Borzou Daragahi And Ramin Mostaghim Los Angeles Times

TEHRAN, Iran – A copy of a classified Iranian government report about the U.S. war in Iraq that was in the possession of journalist Roxana Saberi was a key piece of evidence that led to her conviction on espionage charges, one of the Iranian-American journalist’s lawyers disclosed Monday.

But a letter by President Mahmoud Ahmadinejad calling for a careful review of the case helped secure her swift release Monday, another of her lawyers said, in an appellate court ruling that surprised Iran watchers and removed a stumbling block in the effort to improve U.S.-Iranian relations.

Still, the second attorney added, Iranian intelligence and security officials argued for her imprisonment up to the last moment of her lengthy appeals court hearing Sunday.

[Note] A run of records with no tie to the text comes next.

//! Embedding capability shared by the semantic index and the FAQ matcher.
//!
//! Each consumer holds its own [`Embedder`]; vectors from different embedders
//! are never compared.

pub mod provider;
pub mod providers;

pub use provider::{cosine_similarity, create_embedder, Embedder};
pub use providers::{OllamaEmbedder, TrigramEmbedder};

Ultimately, they lost. The court slashed her sentence from eight years in prison to a suspended two-year prison term and ordered her freed. Saberi’s parents and lawyers said she would be leaving Iran within days.

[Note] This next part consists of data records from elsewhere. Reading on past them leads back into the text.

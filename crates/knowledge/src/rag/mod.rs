//! Grounded answering: retrieval, constrained generation, FAQ fallback.

pub mod ask;
pub mod types;

pub use ask::{build_context, is_grounded, AnswerOptions, Orchestrator};
pub use types::{AnswerResult, FaqAnswer, NOT_IN_CONTEXT_SENTINEL};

As the appellate court announced the ruling, the 32-year-old journalist wept. “I saw her tears of joy, and this was the best moment,” said Abdul-Samad Khorramshahi, Saberi’s lead attorney.

Analysts say Saberi’s travails carry implications for the Obama administration as it seeks ways to improve relations with Iran and resolve long-standing grievances over Iran’s nuclear program and support for militant anti-Israeli organizations.

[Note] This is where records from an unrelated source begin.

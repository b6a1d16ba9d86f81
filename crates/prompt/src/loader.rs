//! Prompt loader: workspace overrides first, built-ins second.

use crate::defaults::{
    GROUNDED_ANSWER_PROMPT_ID, GROUNDED_ANSWER_YAML, TRANSLATION_PROMPT_ID, TRANSLATION_YAML,
};
use crate::types::PromptDefinition;
use guidebot_core::{AppError, AppResult};
use std::path::{Path, PathBuf};

/// Load a prompt definition by ID.
///
/// Looks for `.guidebot/prompts/<id>.yml` in the workspace and falls back to
/// the built-in definition of the same ID.
///
/// # Example
/// ```no_run
/// use guidebot_prompt::load_prompt;
/// use std::path::Path;
///
/// # fn example() -> Result<(), Box<dyn std::error::Error>> {
/// let prompt = load_prompt(Path::new("."), "qa.grounded")?;
/// println!("Loaded prompt: {}", prompt.title);
/// # Ok(())
/// # }
/// ```
pub fn load_prompt(workspace_path: &Path, prompt_id: &str) -> AppResult<PromptDefinition> {
    let prompt_file = prompts_dir(workspace_path).join(format!("{}.yml", prompt_id));

    if !prompt_file.exists() {
        tracing::debug!("No override for prompt '{}', using built-in", prompt_id);
        return builtin_prompt(prompt_id);
    }

    let contents = std::fs::read_to_string(&prompt_file).map_err(|e| {
        AppError::Prompt(format!(
            "Failed to read prompt file {:?}: {}",
            prompt_file, e
        ))
    })?;

    let definition = parse_prompt(&contents, &prompt_file.display().to_string())?;

    if definition.id != prompt_id {
        return Err(AppError::Prompt(format!(
            "Prompt file {:?} declares id '{}', expected '{}'",
            prompt_file, definition.id, prompt_id
        )));
    }

    tracing::info!("Loaded prompt override: {} ({})", definition.id, definition.title);

    Ok(definition)
}

/// Get a built-in prompt definition.
pub fn builtin_prompt(prompt_id: &str) -> AppResult<PromptDefinition> {
    let yaml = match prompt_id {
        GROUNDED_ANSWER_PROMPT_ID => GROUNDED_ANSWER_YAML,
        TRANSLATION_PROMPT_ID => TRANSLATION_YAML,
        _ => {
            return Err(AppError::Prompt(format!(
                "Unknown prompt '{}' and no workspace override found",
                prompt_id
            )))
        }
    };

    parse_prompt(yaml, prompt_id)
}

/// List prompt IDs overridden in the workspace.
pub fn list_prompts(workspace_path: &Path) -> AppResult<Vec<String>> {
    let dir = prompts_dir(workspace_path);

    if !dir.exists() {
        return Ok(Vec::new());
    }

    let mut prompt_ids = Vec::new();

    for entry in walkdir::WalkDir::new(&dir)
        .max_depth(1)
        .into_iter()
        .filter_map(|e| e.ok())
    {
        let path = entry.path();
        if path.is_file() && path.extension().and_then(|s| s.to_str()) == Some("yml") {
            if let Some(stem) = path.file_stem().and_then(|s| s.to_str()) {
                prompt_ids.push(stem.to_string());
            }
        }
    }

    prompt_ids.sort();
    Ok(prompt_ids)
}

fn prompts_dir(workspace_path: &Path) -> PathBuf {
    workspace_path.join(".guidebot").join("prompts")
}

fn parse_prompt(contents: &str, origin: &str) -> AppResult<PromptDefinition> {
    let definition: PromptDefinition = serde_yaml::from_str(contents).map_err(|e| {
        AppError::Prompt(format!("Failed to parse prompt YAML {}: {}", origin, e))
    })?;

    validate_prompt(&definition)?;
    Ok(definition)
}

/// Validate a prompt definition.
fn validate_prompt(def: &PromptDefinition) -> AppResult<()> {
    if def.id.is_empty() {
        return Err(AppError::Prompt("Prompt ID cannot be empty".to_string()));
    }

    if def.title.is_empty() {
        return Err(AppError::Prompt("Prompt title cannot be empty".to_string()));
    }

    if def.template.trim().is_empty() {
        return Err(AppError::Prompt(
            "Prompt template cannot be empty".to_string(),
        ));
    }

    if !def.api_version.contains('.') {
        return Err(AppError::Prompt(format!(
            "Invalid apiVersion format: {}. Expected format: 'x.y'",
            def.api_version
        )));
    }

    Ok(())
}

Saberi’s arrest demonstrated the unpredictability of Iran’s fragmented, multilayered political and security system, in which dissidents, politicians and journalists sometimes are arrested for transgressing undefined ideological or national security rules, such as contacting the West, with potentially damaging consequences for Iran’s international reputation.

Her release Monday showed a system capable of flexibility, pragmatism and even damage control. Calls by senior Iranian officials to review the case suggested at least some were aware of the harm Saberi’s continued imprisonment was doing to the country’s image.

“If we assume that this was due to infighting in the government between those who wanted to undermine diplomacy and those who want to give it a chance, I would conclude that the latter group has been able to succeed in a rather swift and impressive way,” said Trita Parsi, president of the Washington-based National Iranian American Council and author of “Treacherous Alliances,” about relations among Iran, the United States and Israel.

“The amount of political will and maneuvering it takes to reduce an eight-year sentence to two years and then commute the last two years and release her on the spot is far greater than having a one-day kangaroo court and sentencing her in the first place,” he said.

After weeks in isolation and continuous interrogation inside Tehran’s Evin prison, Saberi had been hustled into a courtroom April 14 and convicted of espionage in a trial that lasted less than an hour. Authorities said she confessed to passing on intelligence to the United States. Through her lawyer, Saberi recanted, insisting her confession was made under duress.

Khorramshahi filed for an appeal, and Saberi, the daughter of an Iranian-born father and Japanese-born mother, quickly became an international cause celebrity.

A prosecutor and two Intelligence Ministry officials squared off against Saberi, Khorramshahi and co-counsel Saleh Nikbakht before a two-judge appellate panel Sunday.

Monday, the court announced that it had suspended Saberi’s sentence and banned her from practicing journalism in Iran for five years.